Going further with with what i observed, looking at diffs between echo_server and client i've narrowed it down to CONFIG_NET_CONTEXT_NET_PKT_POOL, something breaks the driver/stack when this macro is set.
@agansari
Well, it's something other than PHY initialization after the patch. PHY works on my side after patch in dumb_http_server sample, but looks like you have trouble with echo_server only, is this the case?
Gotcha, you want me to see if something else may be involved. Started this week with digging my development backlog, before holidays suddenly strike, but testing the above in my queue for this week. Thanks.
Describe the bug This is continuation of the discussion at (merged/closed) https://github.com/zephyrproject-rtos/zephyr/pull/10875#issuecomment-440625614 .

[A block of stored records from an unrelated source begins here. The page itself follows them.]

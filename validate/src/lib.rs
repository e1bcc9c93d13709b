//! Validation passes for quest pack trees.
//!
//! Two independent passes run over the same [`RawValue`]:
//!
//! - [`SchemaValidator`] checks shape against the structural pack schema.
//! - [`CrossReferenceValidator`] checks id uniqueness, reference resolution
//!   and kind-specific required fields.
//!
//! Neither pass stops at the first problem; both return every finding.
//!
//! # Example
//!
//! ```
//! use questpack_core::{RawValue, has_errors};
//! use questpack_validate::validate_pack_tree;
//!
//! let tree = RawValue::from(serde_json::json!({
//!     "id": "pack",
//!     "title": "Pack",
//!     "chapters": [{"id": "intro"}, {"id": "intro"}]
//! }));
//! let issues = validate_pack_tree(&tree);
//! assert!(has_errors(&issues));
//! ```

pub mod pack_schema;
pub mod schema;
pub mod xref;

use questpack_core::{RawValue, ValidationIssue, dedupe_issues};

pub use pack_schema::SchemaValidator;
pub use schema::{ArraySchema, ObjectRule, ObjectSchema, SchemaNode};
pub use xref::CrossReferenceValidator;

/// Runs the schema pass, then the cross-reference pass, and returns their
/// deduplicated concatenation.
pub fn validate_pack_tree(root: &RawValue) -> Vec<ValidationIssue> {
    let mut issues = SchemaValidator::new().validate(root);
    issues.extend(CrossReferenceValidator::new().validate(root));
    dedupe_issues(issues)
}
//! Shared types for quest pack imports.
//!
//! This crate defines the values every other crate in the workspace passes
//! around:
//!
//! - [`RawValue`]: the schema-less tree produced by a text parser.
//! - [`ValidationIssue`]: a located ERROR or WARNING finding.
//! - [`Project`], [`Chapter`], [`ChapterGroup`], [`Quest`], [`LootTable`]:
//!   immutable project values with validating builders.
//! - [`Task`] and [`Reward`]: closed sum types built through a
//!   [`KindRegistry`].
//!
//! # Example
//!
//! ```
//! use questpack_core::*;
//!
//! let registry = KindRegistry::standard();
//! let mut props = PropertyMap::new();
//! props.insert("table".into(), RawValue::from("starter_loot"));
//!
//! let quest = Quest::builder("welcome")
//!     .with_task(Task::Checkmark)
//!     .with_reward(registry.build_reward("loot_table", &props).unwrap())
//!     .build()
//!     .unwrap();
//! let chapter = Chapter::builder("intro").with_quest(quest).build().unwrap();
//! let project = Project::new(vec![], vec![chapter], vec![]).unwrap();
//!
//! assert_eq!(project.quest_ids().collect::<Vec<_>>(), vec!["welcome"]);
//! ```

mod error;
mod issue;
mod kinds;
mod model;
mod tree;

pub use error::{ModelError, Result};
pub use issue::{
    ROOT_PATH, Severity, ValidationIssue, dedupe_issues, error_count, field_path, has_errors,
    index_path,
};
pub use kinds::{ItemStack, KindRegistry, Reward, RewardFactory, Task, TaskFactory};
pub use model::{
    Chapter, ChapterBuilder, ChapterGroup, DEFAULT_ICON, Dependency, LootTable, Project, Quest,
    QuestBuilder, Visibility,
};
pub use tree::{PropertyMap, RawValue};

I cannot get Ethernet connection to BOARD=mimxrt1050_evb. When I connect a patchcord between the mimxrt1050_evb and my laptop, I don't get "link active" LED light up on my laptop side, i.e. it behaves as if the cable wasn't connected. Of course, network interface in Linux doesn't have "RUNNING" status in ifconfig. As discussed at the link above, on mimxrt1050_evb, both Etherjack LEDs are lighted up, and never blink.
This same setup works as expected with frdm_k64f. I.e. if I just switch mimxrt1050_evb with frdm_k64f, leaving the same USB and Ethernet cables, it works, switching back it doesn't, again frdm_k64f - works, back to mimxrt1050_evb - doesn't.
To Reproduce
I'm using dumb_http_server as a reference sample to run.
Environment (please complete the following information): My laptop is Thinkpad X230, with e1000e driver for Ethernet, Ubuntu 18.04:
@agansari, Can you please describe you test setup in detail, i.e. what is connected where, etc.